> _Work order_: Could you restate the entries below word for word?
Segment Start: Data supplied
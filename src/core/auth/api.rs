//! Auth API endpoints
//!
//! REST endpoints for the session protocol:
//! - POST /register - Create an account and get tokens
//! - POST /login - Login and get tokens (rotates the refresh token)
//! - POST /logout - Invalidate the submitted refresh token
//! - POST /refresh - Exchange the refresh token for a new access token

use axum::{
    Json, Router,
    extract::State,
    http::{HeaderMap, StatusCode, header},
    response::IntoResponse,
    routing::post,
};
use serde::{Deserialize, Serialize};
use std::sync::Arc;

use crate::core::auth::AuthService;
use crate::core::error::ApiError;

/// Auth API state containing the auth service
#[derive(Clone)]
pub struct AuthApiState {
    pub auth_service: AuthService,
}

/// Registration request body; presence is validated by the handler so
/// missing fields map to 400 rather than a deserialization rejection
#[derive(Debug, Deserialize)]
pub struct RegisterBody {
    pub name: Option<String>,
    pub email: Option<String>,
    pub password: Option<String>,
}

/// Login request body
#[derive(Debug, Deserialize)]
pub struct LoginBody {
    pub email: Option<String>,
    pub password: Option<String>,
}

/// Logout / refresh request body
#[derive(Debug, Deserialize)]
#[serde(rename_all = "camelCase")]
pub struct RefreshBody {
    pub refresh_token: Option<String>,
}

/// Response for register and login
#[derive(Debug, Serialize, Deserialize)]
#[serde(rename_all = "camelCase")]
pub struct AuthTokensResponse {
    pub message: String,
    pub access_token: String,
    pub refresh_token: String,
    pub name: String,
}

/// Response for refresh: a new access token only
#[derive(Debug, Serialize, Deserialize)]
#[serde(rename_all = "camelCase")]
pub struct AccessTokenResponse {
    pub access_token: String,
}

/// Generic message response
#[derive(Debug, Serialize, Deserialize)]
pub struct MessageResponse {
    pub message: String,
}

/// Create the auth API router
pub fn auth_api_router(state: AuthApiState) -> Router {
    let state = Arc::new(state);

    Router::new()
        .route("/register", post(register_handler))
        .route("/login", post(login_handler))
        .route("/logout", post(logout_handler))
        .route("/refresh", post(refresh_handler))
        .with_state(state)
}

/// Present and non-empty, the way the portal frontend sends fields
fn required(field: &Option<String>) -> Option<&str> {
    field.as_deref().filter(|s| !s.is_empty())
}

/// POST /register
async fn register_handler(
    State(state): State<Arc<AuthApiState>>,
    Json(body): Json<RegisterBody>,
) -> Result<impl IntoResponse, ApiError> {
    let (name, email, password) = match (
        required(&body.name),
        required(&body.email),
        required(&body.password),
    ) {
        (Some(n), Some(e), Some(p)) => (n, e, p),
        _ => {
            return Err(ApiError::MissingFields(
                "Name, email, and password are required",
            ));
        }
    };

    tracing::info!("Registration attempt for email: {}", email);

    let session = state.auth_service.register(name, email, password).await?;

    tracing::info!("User registered successfully: {}", email);

    Ok((
        StatusCode::CREATED,
        Json(AuthTokensResponse {
            message: "User registered successfully".to_string(),
            access_token: session.access_token,
            refresh_token: session.refresh_token,
            name: session.name,
        }),
    ))
}

/// POST /login
async fn login_handler(
    State(state): State<Arc<AuthApiState>>,
    Json(body): Json<LoginBody>,
) -> Result<Json<AuthTokensResponse>, ApiError> {
    let (email, password) = match (required(&body.email), required(&body.password)) {
        (Some(e), Some(p)) => (e, p),
        _ => return Err(ApiError::MissingFields("Email and password are required")),
    };

    tracing::info!("Login attempt for email: {}", email);

    let session = state.auth_service.login(email, password).await?;

    tracing::info!("User logged in successfully: {}", email);

    Ok(Json(AuthTokensResponse {
        message: "Login successful".to_string(),
        access_token: session.access_token,
        refresh_token: session.refresh_token,
        name: session.name,
    }))
}

/// POST /logout
async fn logout_handler(
    State(state): State<Arc<AuthApiState>>,
    Json(body): Json<RefreshBody>,
) -> Result<Json<MessageResponse>, ApiError> {
    let refresh_token = required(&body.refresh_token)
        .ok_or(ApiError::MissingFields("Refresh token is required"))?;

    tracing::info!("Logout request");

    state.auth_service.logout(refresh_token).await?;

    Ok(Json(MessageResponse {
        message: "Logout successful".to_string(),
    }))
}

/// POST /refresh
async fn refresh_handler(
    State(state): State<Arc<AuthApiState>>,
    Json(body): Json<RefreshBody>,
) -> Result<Json<AccessTokenResponse>, ApiError> {
    let refresh_token =
        required(&body.refresh_token).ok_or(ApiError::RefreshTokenMissing)?;

    tracing::debug!("Token refresh request");

    let access_token = state.auth_service.refresh(refresh_token).await?;

    Ok(Json(AccessTokenResponse { access_token }))
}

/// Extract Bearer token from Authorization header.
///
/// A missing or malformed header is an authentication failure (401),
/// not an authorization one: there is no token to judge.
pub fn extract_bearer_token(headers: &HeaderMap) -> Result<String, ApiError> {
    let auth_header = headers
        .get(header::AUTHORIZATION)
        .and_then(|v| v.to_str().ok())
        .ok_or(ApiError::AccessTokenMissing)?;

    let token = auth_header
        .strip_prefix("Bearer ")
        .ok_or(ApiError::AccessTokenMissing)?;

    if token.is_empty() {
        return Err(ApiError::AccessTokenMissing);
    }

    Ok(token.to_string())
}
Segment End: Data supplied
> _The completed task_:
filename src/core/auth/api.rs
//! Auth API endpoints
//!
//! REST endpoints for the session protocol:
//! - POST /register - Create an account and get tokens
//! - POST /login - Login and get tokens (rotates the refresh token)
//! - POST /logout - Invalidate the submitted refresh token
//! - POST /refresh - Exchange the refresh token for a new access token

use axum::{
    Json, Router,
    extract::State,
    http::{HeaderMap, StatusCode, header},
    response::IntoResponse,
    routing::post,
};
use serde::{Deserialize, Serialize};
use std::sync::Arc;

use crate::core::auth::AuthService;
use crate::core::error::ApiError;

/// Auth API state containing the auth service
#[derive(Clone)]
pub struct AuthApiState {
    pub auth_service: AuthService,
}

/// Registration request body; presence is validated by the handler so
/// missing fields map to 400 rather than a deserialization rejection
#[derive(Debug, Deserialize)]
pub struct RegisterBody {
    pub name: Option<String>,
    pub email: Option<String>,
    pub password: Option<String>,
}

/// Login request body
#[derive(Debug, Deserialize)]
pub struct LoginBody {
    pub email: Option<String>,
    pub password: Option<String>,
}

/// Logout / refresh request body
#[derive(Debug, Deserialize)]
#[serde(rename_all = "camelCase")]
pub struct RefreshBody {
    pub refresh_token: Option<String>,
}

/// Response for register and login
#[derive(Debug, Serialize, Deserialize)]
#[serde(rename_all = "camelCase")]
pub struct AuthTokensResponse {
    pub message: String,
    pub access_token: String,
    pub refresh_token: String,
    pub name: String,
}

/// Response for refresh: a new access token only
#[derive(Debug, Serialize, Deserialize)]
#[serde(rename_all = "camelCase")]
pub struct AccessTokenResponse {
    pub access_token: String,
}

/// Generic message response
#[derive(Debug, Serialize, Deserialize)]
pub struct MessageResponse {
    pub message: String,
}

/// Create the auth API router
pub fn auth_api_router(state: AuthApiState) -> Router {
    let state = Arc::new(state);

    Router::new()
        .route("/register", post(register_handler))
        .route("/login", post(login_handler))
        .route("/logout", post(logout_handler))
        .route("/refresh", post(refresh_handler))
        .with_state(state)
}

/// Present and non-empty, the way the portal frontend sends fields
fn required(field: &Option<String>) -> Option<&str> {
    field.as_deref().filter(|s| !s.is_empty())
}

/// POST /register
async fn register_handler(
    State(state): State<Arc<AuthApiState>>,
    Json(body): Json<RegisterBody>,
) -> Result<impl IntoResponse, ApiError> {
    let (name, email, password) = match (
        required(&body.name),
        required(&body.email),
        required(&body.password),
    ) {
        (Some(n), Some(e), Some(p)) => (n, e, p),
        _ => {
            return Err(ApiError::MissingFields(
                "Name, email, and password are required",
            ));
        }
    };

    tracing::info!("Registration attempt for email: {}", email);

    let session = state.auth_service.register(name, email, password).await?;

    tracing::info!("User registered successfully: {}", email);

    Ok((
        StatusCode::CREATED,
        Json(AuthTokensResponse {
            message: "User registered successfully".to_string(),
            access_token: session.access_token,
            refresh_token: session.refresh_token,
            name: session.name,
        }),
    ))
}

/// POST /login
async fn login_handler(
    State(state): State<Arc<AuthApiState>>,
    Json(body): Json<LoginBody>,
) -> Result<Json<AuthTokensResponse>, ApiError> {
    let (email, password) = match (required(&body.email), required(&body.password)) {
        (Some(e), Some(p)) => (e, p),
        _ => return Err(ApiError::MissingFields("Email and password are required")),
    };

    tracing::info!("Login attempt for email: {}", email);

    let session = state.auth_service.login(email, password).await?;

    tracing::info!("User logged in successfully: {}", email);

    Ok(Json(AuthTokensResponse {
        message: "Login successful".to_string(),
        access_token: session.access_token,
        refresh_token: session.refresh_token,
        name: session.name,
    }))
}

/// POST /logout
async fn logout_handler(
    State(state): State<Arc<AuthApiState>>,
    Json(body): Json<RefreshBody>,
) -> Result<Json<MessageResponse>, ApiError> {
    let refresh_token = required(&body.refresh_token)
        .ok_or(ApiError::MissingFields("Refresh token is required"))?;

    tracing::info!("Logout request");

    state.auth_service.logout(refresh_token).await?;

    Ok(Json(MessageResponse {
        message: "Logout successful".to_string(),
    }))
}

/// POST /refresh
async fn refresh_handler(
    State(state): State<Arc<AuthApiState>>,
    Json(body): Json<RefreshBody>,
) -> Result<Json<AccessTokenResponse>, ApiError> {
    let refresh_token =
        required(&body.refresh_token).ok_or(ApiError::RefreshTokenMissing)?;

    tracing::debug!("Token refresh request");

    let access_token = state.auth_service.refresh(refresh_token).await?;

    Ok(Json(AccessTokenResponse { access_token }))
}

/// Extract Bearer token from Authorization header.
///
/// A missing or malformed header is an authentication failure (401),
/// not an authorization one: there is no token to judge.
pub fn extract_bearer_token(headers: &HeaderMap) -> Result<String, ApiError> {
    let auth_header = headers
        .get(header::AUTHORIZATION)
        .and_then(|v| v.to_str().ok())
        .ok_or(ApiError::AccessTokenMissing)?;

    let token = auth_header
        .strip_prefix("Bearer ")
        .ok_or(ApiError::AccessTokenMissing)?;

    if token.is_empty() {
        return Err(ApiError::AccessTokenMissing);
    }

    Ok(token.to_string())
}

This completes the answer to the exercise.